*Dataset entries*
┄┄┄┄┄┄┄┄┄┄┄┄┄┄┄┄┄┄┄┄

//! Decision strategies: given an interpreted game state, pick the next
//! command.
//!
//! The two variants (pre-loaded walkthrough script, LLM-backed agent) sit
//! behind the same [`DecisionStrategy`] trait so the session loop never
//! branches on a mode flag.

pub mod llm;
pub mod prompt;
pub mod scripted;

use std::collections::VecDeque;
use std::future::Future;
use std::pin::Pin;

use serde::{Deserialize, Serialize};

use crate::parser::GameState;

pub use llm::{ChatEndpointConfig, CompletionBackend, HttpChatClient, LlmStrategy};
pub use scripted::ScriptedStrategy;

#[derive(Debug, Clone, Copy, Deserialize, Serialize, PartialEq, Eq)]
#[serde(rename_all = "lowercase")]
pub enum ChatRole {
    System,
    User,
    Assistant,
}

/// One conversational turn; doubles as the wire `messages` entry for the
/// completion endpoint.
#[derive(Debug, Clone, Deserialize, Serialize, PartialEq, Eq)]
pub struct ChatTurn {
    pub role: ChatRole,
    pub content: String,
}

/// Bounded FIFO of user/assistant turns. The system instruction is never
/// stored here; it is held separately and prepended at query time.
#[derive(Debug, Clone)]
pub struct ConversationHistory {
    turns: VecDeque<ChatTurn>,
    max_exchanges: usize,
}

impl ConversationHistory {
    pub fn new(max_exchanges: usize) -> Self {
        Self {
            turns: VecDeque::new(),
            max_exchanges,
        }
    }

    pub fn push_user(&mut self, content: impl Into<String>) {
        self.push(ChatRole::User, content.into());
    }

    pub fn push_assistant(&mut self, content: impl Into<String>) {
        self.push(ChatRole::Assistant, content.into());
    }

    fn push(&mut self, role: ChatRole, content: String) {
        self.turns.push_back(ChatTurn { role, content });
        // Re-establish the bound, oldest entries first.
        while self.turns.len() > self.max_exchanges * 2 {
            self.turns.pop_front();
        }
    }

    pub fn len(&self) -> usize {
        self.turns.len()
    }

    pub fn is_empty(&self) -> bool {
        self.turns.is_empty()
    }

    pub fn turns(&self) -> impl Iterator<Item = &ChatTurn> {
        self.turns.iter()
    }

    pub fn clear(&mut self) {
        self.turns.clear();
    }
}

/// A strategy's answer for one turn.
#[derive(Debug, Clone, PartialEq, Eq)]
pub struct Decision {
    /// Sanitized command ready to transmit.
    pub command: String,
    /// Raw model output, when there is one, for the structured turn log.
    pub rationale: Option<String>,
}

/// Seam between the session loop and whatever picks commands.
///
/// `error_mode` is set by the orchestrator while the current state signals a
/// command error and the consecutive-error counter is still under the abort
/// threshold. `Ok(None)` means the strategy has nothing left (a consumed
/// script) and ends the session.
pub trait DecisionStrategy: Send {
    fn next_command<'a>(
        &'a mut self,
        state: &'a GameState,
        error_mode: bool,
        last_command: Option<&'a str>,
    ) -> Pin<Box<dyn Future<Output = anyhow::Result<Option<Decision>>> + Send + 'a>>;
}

┄┄┄┄┄┄┄┄┄┄┄┄┄┄┄┄┄┄┄┄

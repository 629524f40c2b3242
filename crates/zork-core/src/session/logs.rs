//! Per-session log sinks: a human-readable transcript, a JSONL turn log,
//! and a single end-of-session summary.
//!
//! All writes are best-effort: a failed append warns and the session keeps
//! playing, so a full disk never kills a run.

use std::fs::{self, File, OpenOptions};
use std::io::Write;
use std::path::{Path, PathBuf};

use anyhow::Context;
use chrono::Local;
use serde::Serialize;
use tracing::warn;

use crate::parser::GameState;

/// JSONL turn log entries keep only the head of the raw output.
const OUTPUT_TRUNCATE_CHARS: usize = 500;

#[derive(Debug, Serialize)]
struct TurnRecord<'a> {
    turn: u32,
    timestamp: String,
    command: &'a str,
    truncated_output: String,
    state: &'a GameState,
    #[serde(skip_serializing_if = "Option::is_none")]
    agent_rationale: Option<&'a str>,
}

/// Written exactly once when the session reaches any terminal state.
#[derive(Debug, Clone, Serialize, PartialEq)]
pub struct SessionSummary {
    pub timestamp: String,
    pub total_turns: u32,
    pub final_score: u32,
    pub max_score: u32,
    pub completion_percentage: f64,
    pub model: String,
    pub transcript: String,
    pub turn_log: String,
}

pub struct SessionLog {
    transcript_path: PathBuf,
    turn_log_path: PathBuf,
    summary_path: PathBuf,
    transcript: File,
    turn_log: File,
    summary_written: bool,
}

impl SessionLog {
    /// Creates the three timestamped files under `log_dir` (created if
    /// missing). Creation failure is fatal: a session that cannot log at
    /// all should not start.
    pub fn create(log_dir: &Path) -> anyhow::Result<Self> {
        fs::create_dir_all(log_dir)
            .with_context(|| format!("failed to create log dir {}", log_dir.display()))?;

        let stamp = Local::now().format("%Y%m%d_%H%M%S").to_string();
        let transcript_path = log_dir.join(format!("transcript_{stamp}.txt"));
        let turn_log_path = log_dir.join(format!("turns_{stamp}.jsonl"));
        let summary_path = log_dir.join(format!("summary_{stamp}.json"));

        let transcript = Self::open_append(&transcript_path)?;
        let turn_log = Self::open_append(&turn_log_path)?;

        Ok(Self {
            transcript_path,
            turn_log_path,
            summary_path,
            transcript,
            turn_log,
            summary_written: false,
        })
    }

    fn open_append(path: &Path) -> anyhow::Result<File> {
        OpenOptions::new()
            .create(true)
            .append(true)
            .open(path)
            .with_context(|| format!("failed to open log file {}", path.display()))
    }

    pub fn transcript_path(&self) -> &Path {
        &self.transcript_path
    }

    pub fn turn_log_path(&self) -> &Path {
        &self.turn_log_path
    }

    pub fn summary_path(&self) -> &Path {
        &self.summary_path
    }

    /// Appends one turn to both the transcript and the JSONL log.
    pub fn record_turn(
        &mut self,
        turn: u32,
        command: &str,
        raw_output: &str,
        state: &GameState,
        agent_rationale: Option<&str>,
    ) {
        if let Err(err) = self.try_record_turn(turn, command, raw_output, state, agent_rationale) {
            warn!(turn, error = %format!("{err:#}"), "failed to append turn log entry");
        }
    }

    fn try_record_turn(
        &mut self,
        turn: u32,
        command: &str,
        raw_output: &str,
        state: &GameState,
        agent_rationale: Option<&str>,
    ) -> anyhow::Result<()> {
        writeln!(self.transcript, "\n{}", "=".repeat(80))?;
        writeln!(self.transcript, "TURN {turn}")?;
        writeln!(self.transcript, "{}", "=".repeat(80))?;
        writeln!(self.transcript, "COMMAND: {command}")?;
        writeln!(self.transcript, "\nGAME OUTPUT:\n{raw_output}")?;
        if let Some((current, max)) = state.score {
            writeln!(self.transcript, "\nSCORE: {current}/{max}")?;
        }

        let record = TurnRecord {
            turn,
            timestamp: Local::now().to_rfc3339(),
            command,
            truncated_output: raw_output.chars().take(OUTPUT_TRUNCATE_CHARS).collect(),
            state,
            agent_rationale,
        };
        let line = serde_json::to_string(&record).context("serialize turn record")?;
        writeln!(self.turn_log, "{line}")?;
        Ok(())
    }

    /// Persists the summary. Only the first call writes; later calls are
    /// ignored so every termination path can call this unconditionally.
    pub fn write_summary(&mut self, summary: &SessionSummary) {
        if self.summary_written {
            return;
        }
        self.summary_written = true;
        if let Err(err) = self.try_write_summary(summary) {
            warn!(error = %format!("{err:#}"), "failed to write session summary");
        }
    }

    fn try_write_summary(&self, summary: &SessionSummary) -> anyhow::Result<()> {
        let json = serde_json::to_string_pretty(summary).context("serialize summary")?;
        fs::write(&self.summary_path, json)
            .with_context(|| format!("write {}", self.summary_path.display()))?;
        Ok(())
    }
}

┄┄┄┄┄┄┄┄┄┄┄┄┄┄┄┄┄┄┄┄

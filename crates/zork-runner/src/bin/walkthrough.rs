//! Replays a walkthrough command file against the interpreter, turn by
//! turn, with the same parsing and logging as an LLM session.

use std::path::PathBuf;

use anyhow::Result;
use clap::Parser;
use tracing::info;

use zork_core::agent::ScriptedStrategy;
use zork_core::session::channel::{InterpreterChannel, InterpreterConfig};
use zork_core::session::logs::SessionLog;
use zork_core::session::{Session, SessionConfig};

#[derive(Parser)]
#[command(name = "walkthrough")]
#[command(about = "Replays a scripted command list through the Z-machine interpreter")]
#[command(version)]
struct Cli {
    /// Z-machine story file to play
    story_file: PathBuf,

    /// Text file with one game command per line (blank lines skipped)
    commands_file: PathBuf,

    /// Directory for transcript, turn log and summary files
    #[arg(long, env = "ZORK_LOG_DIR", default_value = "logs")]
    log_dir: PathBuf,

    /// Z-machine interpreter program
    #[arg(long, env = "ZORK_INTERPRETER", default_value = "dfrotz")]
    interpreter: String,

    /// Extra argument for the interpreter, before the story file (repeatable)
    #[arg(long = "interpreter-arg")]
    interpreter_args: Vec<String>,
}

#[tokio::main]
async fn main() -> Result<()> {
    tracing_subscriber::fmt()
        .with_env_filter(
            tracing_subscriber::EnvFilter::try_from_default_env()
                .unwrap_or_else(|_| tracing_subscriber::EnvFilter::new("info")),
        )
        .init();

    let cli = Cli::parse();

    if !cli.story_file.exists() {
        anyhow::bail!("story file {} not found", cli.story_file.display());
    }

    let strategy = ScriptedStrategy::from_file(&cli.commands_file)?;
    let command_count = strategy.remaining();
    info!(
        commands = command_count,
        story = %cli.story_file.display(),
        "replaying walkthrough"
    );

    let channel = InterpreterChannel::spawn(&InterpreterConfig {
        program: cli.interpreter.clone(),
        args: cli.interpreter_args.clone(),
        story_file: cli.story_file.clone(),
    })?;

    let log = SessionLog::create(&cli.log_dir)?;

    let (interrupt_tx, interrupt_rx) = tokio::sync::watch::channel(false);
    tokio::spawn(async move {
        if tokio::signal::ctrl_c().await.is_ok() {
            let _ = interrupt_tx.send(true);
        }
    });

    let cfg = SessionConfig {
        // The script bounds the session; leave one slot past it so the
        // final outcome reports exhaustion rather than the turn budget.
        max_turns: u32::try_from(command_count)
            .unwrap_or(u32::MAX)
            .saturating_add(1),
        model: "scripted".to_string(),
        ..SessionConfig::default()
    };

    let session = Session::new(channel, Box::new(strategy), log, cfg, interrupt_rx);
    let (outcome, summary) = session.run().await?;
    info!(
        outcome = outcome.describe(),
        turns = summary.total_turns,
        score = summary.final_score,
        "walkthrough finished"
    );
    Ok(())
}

┄┄┄┄┄┄┄┄┄┄┄┄┄┄┄┄┄┄┄┄

*Directions for this task*
From the records above, pull every line that has the string "false" and copy it.

*Solution for this exercise*
            summary_written: false,
    let (interrupt_tx, interrupt_rx) = tokio::sync::watch::channel(false);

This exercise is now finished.